Couv_la_mouette-Ostermeier_©Arno Declair_@loeiloliv

La mouette, une pureté tragique

Sous les ors de l'Odéon - Théâtre de l'Europe, Thomas Ostermeier signe une adaptation contemporaine et intense de La Mouette de Tchekhov.

Jouant avec les codes, les détournant à l’envi, brocardant ses contemporains, plus fascinés par le paraître que l’être, Thomas Ostermeier signe une mouette qui déroute et fascine. Mêlant actualité brûlante d’un monde à la dérive et tragédie de l’innocence pervertie, le metteur en scène allemand interroge notre société sur son incapacité à préserver beauté et pureté, son impossibilité à croire en l’avenir…
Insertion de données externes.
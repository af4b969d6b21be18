//! Backup integrity subsystem.
//!
//! # Data Flow
//! ```text
//! create:   source file → copy into backup dir → checksum + stat
//!               → index insert → index persist → retention cleanup
//! restore:  index lookup → existence + checksum check → copy to target
//! startup:  directory scan rebuilds the in-memory index; the sidecar
//!           index.json only supplies metadata the filesystem cannot carry
//! ```
//!
//! # Design Decisions
//! - The filesystem is the durable source of truth; the index is a
//!   derived cache and may be rebuilt at any time without data loss
//! - A corrupt backup must never silently overwrite a good file: checksum
//!   verification runs before any write to the restore target
//! - Retention evicts strictly oldest-first, with no pinning

pub mod manager;

use std::io;
use std::path::PathBuf;

use thiserror::Error;

pub use manager::{BackupInfo, BackupManager, BackupStats};

/// Failures surfaced by the backup manager.
#[derive(Debug, Error)]
pub enum BackupError {
    /// The id is absent from the index.
    #[error("backup not found: {0}")]
    NotFound(String),

    /// A file the operation needs does not exist.
    #[error("file does not exist: {0}")]
    FileNotFound(PathBuf),

    /// Recorded and recomputed checksums disagree.
    #[error("backup corrupted: checksum mismatch (expected {expected}, actual {actual})")]
    ChecksumMismatch { expected: String, actual: String },

    /// Recorded and observed sizes disagree.
    #[error("backup corrupted: size mismatch (expected {expected}, actual {actual})")]
    SizeMismatch { expected: u64, actual: u64 },

    /// The backup has no recorded original path and no explicit target
    /// was supplied.
    #[error("backup {0} has no recorded original path; specify a target path")]
    NoTargetPath(String),

    /// Underlying filesystem failure, wrapped with operation context.
    #[error("{context}: {source}")]
    Io {
        context: String,
        #[source]
        source: io::Error,
    },
}

impl BackupError {
    pub(crate) fn io(context: impl Into<String>, source: io::Error) -> Self {
        Self::Io {
            context: context.into(),
            source,
        }
    }

    /// Stable symbolic code for the wire and the audit trail.
    pub fn code(&self) -> &'static str {
        match self {
            BackupError::NotFound(_) => "BACKUP_NOT_FOUND",
            BackupError::FileNotFound(_) => "FILE_NOT_FOUND",
            BackupError::ChecksumMismatch { .. } | BackupError::SizeMismatch { .. } => {
                "BACKUP_CORRUPTED"
            }
            BackupError::NoTargetPath(_) => "VALIDATION_FAILED",
            BackupError::Io { source, .. } => match source.kind() {
                io::ErrorKind::NotFound => "FILE_NOT_FOUND",
                io::ErrorKind::PermissionDenied => "PERMISSION_DENIED",
                _ => "BACKUP_FAILED",
            },
        }
    }
}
Tandis que les portes du théâtre s’ouvrent, sur la scène déjà éclairée, les comédiens scrutent la salle. Regards dans le vague ou inquisiteur, ils sont les témoins privilégiés de l’installation du public, étonné. Le décor est réduit à sa plus simple expression, il reste à inventer. En avant d’une immense boîte gris clair, bordée d’un banc, une estrade en bois, sur laquelle sont posés deux micros, s’avance fièrement, conquérante, débordant sur le premier rang. Côté cour s’entassent quelques éléments de mobilier – chaises, table, guitare, etc…

la_mouette-10_Ostermeier_Odeon©Arno Declair_@loeildoliv

Dans un silence religieux, alors que la salle plonge lentement dans le noir, la peintre Marine Dillard, silhouette sombre, se met en mouvement. Armée d’une large brosse placée au bout d’un manche télescopique, elle esquisse des volutes sur la paroi du fond. Très vite des airs de Bowie, des Doors, résonnent, soulignant ses gestes. Elle joue des nuances de gris tirant sur le noir. De traits en traits, lentement, un paysage se dessine. On imagine un relief, une immense montagne au loin, les abords d’un lac ou bien un monde rêvé, fantasmé.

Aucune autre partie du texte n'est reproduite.